What this task involves: Some entries follow. Reproduce exactly the lines starting at the one with "scale, rotation, translation." and stopping after the one with "let inv_rotation = self.rotation.inverse();".

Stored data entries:
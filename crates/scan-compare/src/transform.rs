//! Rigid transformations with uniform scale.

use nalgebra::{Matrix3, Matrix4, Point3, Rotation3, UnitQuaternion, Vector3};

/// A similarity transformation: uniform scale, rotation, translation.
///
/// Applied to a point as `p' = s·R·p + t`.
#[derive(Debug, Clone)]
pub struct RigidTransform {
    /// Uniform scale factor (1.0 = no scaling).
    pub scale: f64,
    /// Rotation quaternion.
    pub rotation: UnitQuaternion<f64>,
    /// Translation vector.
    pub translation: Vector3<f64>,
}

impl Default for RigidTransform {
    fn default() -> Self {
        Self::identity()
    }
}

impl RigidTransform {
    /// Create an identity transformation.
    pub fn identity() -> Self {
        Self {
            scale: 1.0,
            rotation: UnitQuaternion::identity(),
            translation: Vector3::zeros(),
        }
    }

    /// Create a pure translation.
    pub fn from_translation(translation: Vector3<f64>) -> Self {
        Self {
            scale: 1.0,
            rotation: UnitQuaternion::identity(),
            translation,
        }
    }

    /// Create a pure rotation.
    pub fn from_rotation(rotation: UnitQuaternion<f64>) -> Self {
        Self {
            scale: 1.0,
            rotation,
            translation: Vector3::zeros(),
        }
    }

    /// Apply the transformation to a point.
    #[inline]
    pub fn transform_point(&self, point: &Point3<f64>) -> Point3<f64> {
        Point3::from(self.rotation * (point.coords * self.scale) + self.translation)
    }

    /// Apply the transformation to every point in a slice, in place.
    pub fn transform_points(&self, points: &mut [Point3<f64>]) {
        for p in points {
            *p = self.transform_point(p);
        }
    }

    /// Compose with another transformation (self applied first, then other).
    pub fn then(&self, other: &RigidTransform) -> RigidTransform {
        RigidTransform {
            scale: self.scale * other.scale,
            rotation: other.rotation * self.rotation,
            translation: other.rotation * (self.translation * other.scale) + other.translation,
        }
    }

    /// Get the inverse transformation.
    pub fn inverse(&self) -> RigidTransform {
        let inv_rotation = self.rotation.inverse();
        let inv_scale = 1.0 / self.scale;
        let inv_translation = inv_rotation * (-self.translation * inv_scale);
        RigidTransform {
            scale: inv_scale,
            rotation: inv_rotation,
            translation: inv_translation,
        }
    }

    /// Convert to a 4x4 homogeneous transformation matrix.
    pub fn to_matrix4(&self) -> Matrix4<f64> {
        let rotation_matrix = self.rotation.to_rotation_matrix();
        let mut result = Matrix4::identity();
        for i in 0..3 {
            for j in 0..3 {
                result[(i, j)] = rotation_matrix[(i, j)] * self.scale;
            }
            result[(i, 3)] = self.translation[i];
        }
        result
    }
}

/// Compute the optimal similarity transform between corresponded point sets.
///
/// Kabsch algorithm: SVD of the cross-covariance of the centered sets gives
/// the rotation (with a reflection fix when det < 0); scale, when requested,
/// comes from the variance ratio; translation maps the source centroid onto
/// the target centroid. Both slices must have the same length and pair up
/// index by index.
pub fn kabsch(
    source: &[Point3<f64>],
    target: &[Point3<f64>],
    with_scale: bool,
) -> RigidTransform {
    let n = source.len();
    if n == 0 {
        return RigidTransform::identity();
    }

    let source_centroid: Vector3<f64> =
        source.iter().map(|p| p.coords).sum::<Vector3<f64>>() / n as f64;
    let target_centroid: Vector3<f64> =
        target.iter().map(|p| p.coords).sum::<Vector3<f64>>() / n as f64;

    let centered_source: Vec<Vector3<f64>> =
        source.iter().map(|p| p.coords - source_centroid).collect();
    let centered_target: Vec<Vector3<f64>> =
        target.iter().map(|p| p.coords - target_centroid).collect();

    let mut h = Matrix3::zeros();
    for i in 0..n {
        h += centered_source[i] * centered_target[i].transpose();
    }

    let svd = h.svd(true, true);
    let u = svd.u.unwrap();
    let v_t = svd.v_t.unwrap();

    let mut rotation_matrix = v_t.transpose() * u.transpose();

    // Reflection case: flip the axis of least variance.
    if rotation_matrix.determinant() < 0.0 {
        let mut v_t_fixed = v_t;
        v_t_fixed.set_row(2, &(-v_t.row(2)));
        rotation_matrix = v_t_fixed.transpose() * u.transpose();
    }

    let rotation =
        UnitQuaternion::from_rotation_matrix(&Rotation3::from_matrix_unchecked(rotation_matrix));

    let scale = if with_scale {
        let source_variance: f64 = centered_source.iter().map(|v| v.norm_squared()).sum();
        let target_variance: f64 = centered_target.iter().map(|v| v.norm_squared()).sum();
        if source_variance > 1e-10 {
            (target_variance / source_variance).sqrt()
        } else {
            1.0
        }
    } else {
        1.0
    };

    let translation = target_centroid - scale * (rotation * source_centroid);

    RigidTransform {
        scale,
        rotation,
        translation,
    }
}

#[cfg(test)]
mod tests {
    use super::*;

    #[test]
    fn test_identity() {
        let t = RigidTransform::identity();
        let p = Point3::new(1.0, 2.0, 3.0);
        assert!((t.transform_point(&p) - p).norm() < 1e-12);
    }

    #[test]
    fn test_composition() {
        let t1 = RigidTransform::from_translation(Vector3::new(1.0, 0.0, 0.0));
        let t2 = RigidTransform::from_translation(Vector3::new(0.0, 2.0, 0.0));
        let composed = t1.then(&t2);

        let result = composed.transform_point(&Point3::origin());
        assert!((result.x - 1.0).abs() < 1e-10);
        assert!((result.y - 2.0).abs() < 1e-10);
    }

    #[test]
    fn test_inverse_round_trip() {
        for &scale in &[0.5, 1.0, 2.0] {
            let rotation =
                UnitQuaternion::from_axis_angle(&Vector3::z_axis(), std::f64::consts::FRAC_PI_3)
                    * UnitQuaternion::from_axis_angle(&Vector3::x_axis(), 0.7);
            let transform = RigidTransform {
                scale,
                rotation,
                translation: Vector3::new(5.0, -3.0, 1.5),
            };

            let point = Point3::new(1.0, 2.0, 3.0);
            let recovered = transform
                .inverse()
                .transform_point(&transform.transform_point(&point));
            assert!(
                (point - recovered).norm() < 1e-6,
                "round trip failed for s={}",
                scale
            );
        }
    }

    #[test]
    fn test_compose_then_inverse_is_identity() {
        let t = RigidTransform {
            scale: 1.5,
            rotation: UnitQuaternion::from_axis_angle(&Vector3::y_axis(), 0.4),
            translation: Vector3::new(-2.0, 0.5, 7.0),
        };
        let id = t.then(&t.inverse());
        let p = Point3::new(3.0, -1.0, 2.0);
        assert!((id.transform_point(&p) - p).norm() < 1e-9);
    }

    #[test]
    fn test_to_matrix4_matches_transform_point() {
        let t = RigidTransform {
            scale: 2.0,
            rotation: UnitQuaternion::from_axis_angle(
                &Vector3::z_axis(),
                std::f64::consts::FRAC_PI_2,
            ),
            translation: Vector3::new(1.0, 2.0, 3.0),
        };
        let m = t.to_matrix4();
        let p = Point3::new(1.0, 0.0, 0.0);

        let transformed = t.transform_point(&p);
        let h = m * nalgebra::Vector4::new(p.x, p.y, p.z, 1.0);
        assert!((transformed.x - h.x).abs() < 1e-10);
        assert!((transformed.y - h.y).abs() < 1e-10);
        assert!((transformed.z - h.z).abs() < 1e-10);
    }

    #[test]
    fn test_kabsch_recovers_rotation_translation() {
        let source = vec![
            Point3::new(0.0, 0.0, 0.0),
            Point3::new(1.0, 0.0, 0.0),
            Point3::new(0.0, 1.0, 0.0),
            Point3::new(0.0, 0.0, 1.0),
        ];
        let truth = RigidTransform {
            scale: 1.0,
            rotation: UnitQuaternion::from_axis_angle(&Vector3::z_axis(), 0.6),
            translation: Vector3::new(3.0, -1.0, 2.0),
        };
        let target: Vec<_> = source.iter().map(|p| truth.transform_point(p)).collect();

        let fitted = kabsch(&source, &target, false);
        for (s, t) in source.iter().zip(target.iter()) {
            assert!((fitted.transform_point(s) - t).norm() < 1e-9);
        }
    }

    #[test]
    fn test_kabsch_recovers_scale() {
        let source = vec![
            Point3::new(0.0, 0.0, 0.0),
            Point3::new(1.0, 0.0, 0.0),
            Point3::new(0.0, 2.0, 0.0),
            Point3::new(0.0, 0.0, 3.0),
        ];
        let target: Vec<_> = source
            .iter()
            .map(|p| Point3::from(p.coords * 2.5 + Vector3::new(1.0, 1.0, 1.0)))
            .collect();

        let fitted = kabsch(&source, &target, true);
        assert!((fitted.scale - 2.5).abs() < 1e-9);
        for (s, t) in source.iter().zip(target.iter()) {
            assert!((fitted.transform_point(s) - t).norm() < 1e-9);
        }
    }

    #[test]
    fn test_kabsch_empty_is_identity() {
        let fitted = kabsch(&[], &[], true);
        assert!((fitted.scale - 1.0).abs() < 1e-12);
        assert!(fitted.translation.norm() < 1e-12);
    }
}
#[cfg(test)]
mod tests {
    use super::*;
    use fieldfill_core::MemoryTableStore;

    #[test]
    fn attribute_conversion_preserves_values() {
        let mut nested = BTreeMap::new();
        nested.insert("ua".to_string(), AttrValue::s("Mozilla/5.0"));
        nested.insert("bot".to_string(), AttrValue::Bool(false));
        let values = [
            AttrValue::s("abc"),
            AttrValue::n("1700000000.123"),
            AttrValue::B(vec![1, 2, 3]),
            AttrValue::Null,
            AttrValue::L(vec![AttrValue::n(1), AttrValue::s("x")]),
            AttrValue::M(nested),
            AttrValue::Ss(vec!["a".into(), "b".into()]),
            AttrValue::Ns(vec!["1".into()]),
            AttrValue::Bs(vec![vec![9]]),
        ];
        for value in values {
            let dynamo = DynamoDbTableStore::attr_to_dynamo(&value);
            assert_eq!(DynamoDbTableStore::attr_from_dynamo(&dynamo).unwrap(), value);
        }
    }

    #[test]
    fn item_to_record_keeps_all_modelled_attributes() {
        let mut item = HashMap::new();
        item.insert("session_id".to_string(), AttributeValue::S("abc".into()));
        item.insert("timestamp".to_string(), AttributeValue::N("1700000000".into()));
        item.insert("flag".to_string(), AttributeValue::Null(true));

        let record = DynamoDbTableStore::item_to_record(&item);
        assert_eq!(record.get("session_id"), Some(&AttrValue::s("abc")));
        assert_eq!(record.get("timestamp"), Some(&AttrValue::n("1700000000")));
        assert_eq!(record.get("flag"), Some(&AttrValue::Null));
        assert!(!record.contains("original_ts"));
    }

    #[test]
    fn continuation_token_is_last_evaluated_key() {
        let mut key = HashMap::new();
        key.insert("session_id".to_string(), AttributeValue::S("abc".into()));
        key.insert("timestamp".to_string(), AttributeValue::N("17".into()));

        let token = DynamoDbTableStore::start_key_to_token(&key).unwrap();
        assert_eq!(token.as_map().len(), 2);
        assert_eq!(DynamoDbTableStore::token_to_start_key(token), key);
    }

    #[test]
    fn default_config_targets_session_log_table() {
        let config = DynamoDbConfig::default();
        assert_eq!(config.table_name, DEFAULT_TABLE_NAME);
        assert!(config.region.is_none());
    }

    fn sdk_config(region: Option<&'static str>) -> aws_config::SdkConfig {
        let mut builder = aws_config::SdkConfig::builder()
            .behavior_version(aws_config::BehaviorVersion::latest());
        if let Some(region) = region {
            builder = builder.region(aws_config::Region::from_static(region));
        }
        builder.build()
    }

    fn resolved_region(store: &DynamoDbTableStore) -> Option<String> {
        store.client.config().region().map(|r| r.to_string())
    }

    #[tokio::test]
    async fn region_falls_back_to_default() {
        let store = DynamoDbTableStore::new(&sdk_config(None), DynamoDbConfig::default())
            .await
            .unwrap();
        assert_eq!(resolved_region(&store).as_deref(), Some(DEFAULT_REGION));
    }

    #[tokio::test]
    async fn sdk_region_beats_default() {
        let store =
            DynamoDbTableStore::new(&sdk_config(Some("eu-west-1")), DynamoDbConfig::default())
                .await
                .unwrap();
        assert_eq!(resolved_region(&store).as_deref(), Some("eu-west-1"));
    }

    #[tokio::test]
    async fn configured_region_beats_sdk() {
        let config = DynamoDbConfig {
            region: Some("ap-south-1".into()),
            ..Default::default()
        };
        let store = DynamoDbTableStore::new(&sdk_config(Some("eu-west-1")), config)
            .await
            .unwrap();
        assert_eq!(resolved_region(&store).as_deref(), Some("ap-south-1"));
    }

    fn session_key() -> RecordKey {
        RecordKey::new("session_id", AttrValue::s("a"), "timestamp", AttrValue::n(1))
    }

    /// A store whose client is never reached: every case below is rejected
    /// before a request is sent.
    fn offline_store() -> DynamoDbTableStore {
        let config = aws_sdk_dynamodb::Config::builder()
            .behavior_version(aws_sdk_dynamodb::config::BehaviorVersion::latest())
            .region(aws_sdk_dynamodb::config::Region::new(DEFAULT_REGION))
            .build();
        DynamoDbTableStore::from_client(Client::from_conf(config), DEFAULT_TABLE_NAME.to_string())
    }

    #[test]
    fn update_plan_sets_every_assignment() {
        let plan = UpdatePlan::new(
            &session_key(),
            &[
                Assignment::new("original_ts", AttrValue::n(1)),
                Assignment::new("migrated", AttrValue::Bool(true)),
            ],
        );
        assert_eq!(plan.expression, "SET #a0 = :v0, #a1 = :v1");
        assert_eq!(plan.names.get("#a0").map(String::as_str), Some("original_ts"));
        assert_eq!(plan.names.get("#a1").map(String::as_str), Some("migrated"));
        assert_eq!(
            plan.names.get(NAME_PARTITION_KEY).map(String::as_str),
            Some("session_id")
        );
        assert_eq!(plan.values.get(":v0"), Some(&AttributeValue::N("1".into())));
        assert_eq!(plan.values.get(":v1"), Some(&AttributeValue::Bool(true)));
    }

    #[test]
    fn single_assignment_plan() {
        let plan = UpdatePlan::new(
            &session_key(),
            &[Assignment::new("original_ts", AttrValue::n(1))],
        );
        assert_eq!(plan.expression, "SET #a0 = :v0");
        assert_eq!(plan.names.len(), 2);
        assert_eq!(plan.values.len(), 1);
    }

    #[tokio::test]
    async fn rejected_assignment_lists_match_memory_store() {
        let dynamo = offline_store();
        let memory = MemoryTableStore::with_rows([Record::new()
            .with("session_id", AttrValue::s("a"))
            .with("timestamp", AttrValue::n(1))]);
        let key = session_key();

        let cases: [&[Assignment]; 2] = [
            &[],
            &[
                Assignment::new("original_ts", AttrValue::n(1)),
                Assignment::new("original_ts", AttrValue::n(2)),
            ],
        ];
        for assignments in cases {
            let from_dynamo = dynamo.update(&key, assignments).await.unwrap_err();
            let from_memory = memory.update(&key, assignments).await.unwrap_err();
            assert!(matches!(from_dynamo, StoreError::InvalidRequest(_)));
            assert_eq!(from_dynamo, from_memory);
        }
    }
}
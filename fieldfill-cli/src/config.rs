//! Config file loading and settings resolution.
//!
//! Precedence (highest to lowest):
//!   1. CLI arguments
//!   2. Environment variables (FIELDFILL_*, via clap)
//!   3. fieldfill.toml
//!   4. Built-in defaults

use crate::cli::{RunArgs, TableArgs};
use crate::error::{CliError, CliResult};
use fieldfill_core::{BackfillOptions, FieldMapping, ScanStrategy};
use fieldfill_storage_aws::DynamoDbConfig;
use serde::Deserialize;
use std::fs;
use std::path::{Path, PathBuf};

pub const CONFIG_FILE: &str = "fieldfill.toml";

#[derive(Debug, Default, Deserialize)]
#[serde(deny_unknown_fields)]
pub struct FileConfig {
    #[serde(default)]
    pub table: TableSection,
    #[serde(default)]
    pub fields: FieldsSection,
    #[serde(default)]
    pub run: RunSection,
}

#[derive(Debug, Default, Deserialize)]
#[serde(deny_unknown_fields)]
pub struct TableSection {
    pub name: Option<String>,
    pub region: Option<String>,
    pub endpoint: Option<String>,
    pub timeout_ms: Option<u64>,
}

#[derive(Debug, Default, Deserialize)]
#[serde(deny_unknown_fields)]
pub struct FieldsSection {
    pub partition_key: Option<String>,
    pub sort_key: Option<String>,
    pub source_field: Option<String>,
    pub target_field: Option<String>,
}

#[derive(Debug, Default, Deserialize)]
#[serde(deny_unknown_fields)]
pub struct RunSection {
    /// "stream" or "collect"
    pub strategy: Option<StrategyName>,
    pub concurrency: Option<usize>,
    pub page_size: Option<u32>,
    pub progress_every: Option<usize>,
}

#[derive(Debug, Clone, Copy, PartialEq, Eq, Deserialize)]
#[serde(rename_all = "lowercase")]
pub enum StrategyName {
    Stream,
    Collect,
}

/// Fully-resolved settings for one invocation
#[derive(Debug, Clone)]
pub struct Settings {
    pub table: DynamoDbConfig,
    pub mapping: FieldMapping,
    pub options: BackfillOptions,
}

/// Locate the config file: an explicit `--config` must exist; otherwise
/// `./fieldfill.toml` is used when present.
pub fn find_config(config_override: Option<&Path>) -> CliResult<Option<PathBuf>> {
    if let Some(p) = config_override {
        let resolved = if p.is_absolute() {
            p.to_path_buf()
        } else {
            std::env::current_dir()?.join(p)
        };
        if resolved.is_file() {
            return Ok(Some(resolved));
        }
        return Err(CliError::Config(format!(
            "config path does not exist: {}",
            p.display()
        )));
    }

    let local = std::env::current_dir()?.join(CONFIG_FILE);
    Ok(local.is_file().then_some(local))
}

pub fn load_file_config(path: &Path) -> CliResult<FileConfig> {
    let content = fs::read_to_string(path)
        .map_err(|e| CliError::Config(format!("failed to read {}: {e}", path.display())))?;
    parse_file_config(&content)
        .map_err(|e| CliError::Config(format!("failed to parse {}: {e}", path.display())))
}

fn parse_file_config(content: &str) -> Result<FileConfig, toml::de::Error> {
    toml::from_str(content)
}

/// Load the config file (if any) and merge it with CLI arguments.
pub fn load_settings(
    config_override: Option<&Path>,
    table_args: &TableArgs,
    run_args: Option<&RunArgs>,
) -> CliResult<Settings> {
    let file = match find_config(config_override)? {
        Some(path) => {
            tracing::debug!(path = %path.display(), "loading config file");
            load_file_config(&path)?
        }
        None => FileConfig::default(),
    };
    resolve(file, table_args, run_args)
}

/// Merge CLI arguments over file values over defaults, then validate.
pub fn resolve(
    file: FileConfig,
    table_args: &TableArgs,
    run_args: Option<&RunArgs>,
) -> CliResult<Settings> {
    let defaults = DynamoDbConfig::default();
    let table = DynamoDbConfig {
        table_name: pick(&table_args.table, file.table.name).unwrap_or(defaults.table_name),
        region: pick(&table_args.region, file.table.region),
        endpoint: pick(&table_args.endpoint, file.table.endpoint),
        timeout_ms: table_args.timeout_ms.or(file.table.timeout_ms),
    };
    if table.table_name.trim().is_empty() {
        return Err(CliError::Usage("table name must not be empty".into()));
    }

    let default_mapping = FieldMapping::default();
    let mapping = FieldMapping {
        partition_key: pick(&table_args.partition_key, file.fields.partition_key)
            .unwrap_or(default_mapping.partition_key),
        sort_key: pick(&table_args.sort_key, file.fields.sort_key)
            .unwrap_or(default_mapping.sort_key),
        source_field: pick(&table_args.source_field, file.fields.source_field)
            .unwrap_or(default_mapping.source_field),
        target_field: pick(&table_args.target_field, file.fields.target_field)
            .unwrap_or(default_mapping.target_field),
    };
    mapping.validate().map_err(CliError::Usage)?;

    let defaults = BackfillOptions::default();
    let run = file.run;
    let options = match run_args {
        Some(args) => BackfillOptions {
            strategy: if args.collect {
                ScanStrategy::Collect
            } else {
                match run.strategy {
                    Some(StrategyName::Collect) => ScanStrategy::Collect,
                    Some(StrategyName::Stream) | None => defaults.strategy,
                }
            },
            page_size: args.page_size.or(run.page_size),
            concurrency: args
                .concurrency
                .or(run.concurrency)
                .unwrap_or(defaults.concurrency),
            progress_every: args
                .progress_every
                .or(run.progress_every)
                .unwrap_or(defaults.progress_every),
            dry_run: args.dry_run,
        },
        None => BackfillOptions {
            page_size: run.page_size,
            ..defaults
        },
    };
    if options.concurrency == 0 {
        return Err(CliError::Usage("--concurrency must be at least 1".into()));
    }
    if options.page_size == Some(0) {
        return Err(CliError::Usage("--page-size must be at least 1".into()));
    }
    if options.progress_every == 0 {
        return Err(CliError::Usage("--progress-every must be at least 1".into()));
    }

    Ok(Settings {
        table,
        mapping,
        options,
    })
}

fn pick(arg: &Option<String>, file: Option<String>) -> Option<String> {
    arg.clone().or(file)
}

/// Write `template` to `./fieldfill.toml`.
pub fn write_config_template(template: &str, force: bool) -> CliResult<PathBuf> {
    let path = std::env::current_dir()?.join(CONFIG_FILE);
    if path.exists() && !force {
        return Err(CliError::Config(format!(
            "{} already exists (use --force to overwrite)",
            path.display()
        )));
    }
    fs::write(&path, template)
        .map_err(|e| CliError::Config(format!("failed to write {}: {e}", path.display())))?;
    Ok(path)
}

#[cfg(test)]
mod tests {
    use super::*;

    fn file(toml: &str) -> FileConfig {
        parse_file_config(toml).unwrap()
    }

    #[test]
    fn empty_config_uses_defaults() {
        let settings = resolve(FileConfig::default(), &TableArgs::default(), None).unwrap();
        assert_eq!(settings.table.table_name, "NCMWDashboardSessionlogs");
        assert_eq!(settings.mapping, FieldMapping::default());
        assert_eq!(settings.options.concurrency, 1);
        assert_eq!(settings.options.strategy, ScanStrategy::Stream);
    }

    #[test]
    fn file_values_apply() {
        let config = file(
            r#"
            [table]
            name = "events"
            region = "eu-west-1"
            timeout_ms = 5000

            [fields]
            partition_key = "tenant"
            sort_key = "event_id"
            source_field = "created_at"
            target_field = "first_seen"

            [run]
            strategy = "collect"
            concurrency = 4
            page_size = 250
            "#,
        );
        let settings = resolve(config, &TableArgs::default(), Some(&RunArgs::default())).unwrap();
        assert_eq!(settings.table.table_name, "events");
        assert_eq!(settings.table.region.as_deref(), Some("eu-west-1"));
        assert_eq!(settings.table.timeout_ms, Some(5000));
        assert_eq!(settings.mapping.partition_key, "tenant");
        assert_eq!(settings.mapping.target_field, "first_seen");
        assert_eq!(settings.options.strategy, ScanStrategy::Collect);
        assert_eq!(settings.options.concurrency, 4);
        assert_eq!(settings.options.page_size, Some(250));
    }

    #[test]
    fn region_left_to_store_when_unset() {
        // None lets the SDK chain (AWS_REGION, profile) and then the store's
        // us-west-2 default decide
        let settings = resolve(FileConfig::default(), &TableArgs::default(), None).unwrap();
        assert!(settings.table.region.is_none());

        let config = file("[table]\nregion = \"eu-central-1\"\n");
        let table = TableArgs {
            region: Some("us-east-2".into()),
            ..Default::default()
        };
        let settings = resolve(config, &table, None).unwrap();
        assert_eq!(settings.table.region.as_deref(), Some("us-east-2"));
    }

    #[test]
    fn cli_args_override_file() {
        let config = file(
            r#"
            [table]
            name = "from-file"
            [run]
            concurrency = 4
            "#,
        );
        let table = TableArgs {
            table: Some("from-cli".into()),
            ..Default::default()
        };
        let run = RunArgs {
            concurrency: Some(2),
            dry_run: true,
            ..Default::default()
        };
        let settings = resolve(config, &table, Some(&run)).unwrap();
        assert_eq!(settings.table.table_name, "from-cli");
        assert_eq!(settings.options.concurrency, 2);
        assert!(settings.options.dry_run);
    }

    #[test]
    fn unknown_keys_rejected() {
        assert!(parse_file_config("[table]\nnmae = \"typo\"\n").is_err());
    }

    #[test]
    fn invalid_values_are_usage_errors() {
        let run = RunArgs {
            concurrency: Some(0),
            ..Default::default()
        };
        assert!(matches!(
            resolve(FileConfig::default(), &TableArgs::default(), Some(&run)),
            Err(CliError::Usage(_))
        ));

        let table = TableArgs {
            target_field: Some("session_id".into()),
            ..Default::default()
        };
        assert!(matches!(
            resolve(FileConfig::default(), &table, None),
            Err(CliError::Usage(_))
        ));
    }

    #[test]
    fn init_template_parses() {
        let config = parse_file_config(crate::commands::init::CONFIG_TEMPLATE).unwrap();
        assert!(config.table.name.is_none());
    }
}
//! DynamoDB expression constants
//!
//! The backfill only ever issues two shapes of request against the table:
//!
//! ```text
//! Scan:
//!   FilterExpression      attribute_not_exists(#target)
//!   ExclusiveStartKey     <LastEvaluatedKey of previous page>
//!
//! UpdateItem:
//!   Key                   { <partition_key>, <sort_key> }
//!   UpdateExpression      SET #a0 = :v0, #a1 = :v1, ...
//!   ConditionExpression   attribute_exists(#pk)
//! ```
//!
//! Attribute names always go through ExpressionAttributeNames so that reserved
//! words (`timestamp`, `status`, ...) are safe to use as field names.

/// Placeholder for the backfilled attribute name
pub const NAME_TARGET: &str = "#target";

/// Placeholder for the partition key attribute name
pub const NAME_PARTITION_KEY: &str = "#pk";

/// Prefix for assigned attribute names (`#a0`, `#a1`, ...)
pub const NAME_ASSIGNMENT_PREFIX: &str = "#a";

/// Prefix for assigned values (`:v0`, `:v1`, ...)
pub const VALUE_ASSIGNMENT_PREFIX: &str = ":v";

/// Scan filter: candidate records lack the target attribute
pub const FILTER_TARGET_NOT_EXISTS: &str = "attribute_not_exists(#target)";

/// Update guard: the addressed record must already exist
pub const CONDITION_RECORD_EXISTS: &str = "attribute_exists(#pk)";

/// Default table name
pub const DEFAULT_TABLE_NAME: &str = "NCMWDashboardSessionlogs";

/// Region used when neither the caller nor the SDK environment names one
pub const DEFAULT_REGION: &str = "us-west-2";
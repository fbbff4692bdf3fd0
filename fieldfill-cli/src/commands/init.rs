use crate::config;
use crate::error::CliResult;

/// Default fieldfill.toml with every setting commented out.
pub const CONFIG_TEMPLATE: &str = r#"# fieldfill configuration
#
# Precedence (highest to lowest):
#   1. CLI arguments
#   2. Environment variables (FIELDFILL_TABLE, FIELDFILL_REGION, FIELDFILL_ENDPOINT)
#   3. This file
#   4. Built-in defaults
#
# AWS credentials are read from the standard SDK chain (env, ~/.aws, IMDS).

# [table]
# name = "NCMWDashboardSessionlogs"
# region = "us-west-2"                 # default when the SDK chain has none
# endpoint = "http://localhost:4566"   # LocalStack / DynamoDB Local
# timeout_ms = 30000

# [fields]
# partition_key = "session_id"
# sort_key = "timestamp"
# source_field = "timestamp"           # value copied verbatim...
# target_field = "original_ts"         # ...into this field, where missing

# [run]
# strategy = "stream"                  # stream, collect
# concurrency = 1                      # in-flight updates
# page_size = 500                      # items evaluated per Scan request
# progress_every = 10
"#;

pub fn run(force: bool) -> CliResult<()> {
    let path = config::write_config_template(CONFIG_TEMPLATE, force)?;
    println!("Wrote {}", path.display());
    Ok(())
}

Your response:
/// A similarity transformation: uniform scale, rotation, translation.
///
/// Applied to a point as `p' = s·R·p + t`.
#[derive(Debug, Clone)]
pub struct RigidTransform {
    /// Uniform scale factor (1.0 = no scaling).
    pub scale: f64,
    /// Rotation quaternion.
    pub rotation: UnitQuaternion<f64>,
    /// Translation vector.
    pub translation: Vector3<f64>,
}

impl Default for RigidTransform {
    fn default() -> Self {
        Self::identity()
    }
}

impl RigidTransform {
    /// Create an identity transformation.
    pub fn identity() -> Self {
        Self {
            scale: 1.0,
            rotation: UnitQuaternion::identity(),
            translation: Vector3::zeros(),
        }
    }

    /// Create a pure translation.
    pub fn from_translation(translation: Vector3<f64>) -> Self {
        Self {
            scale: 1.0,
            rotation: UnitQuaternion::identity(),
            translation,
        }
    }

    /// Create a pure rotation.
    pub fn from_rotation(rotation: UnitQuaternion<f64>) -> Self {
        Self {
            scale: 1.0,
            rotation,
            translation: Vector3::zeros(),
        }
    }

    /// Apply the transformation to a point.
    #[inline]
    pub fn transform_point(&self, point: &Point3<f64>) -> Point3<f64> {
        Point3::from(self.rotation * (point.coords * self.scale) + self.translation)
    }

    /// Apply the transformation to every point in a slice, in place.
    pub fn transform_points(&self, points: &mut [Point3<f64>]) {
        for p in points {
            *p = self.transform_point(p);
        }
    }

    /// Compose with another transformation (self applied first, then other).
    pub fn then(&self, other: &RigidTransform) -> RigidTransform {
        RigidTransform {
            scale: self.scale * other.scale,
            rotation: other.rotation * self.rotation,
            translation: other.rotation * (self.translation * other.scale) + other.translation,
        }
    }

    /// Get the inverse transformation.
    pub fn inverse(&self) -> RigidTransform {
        let inv_rotation = self.rotation.inverse();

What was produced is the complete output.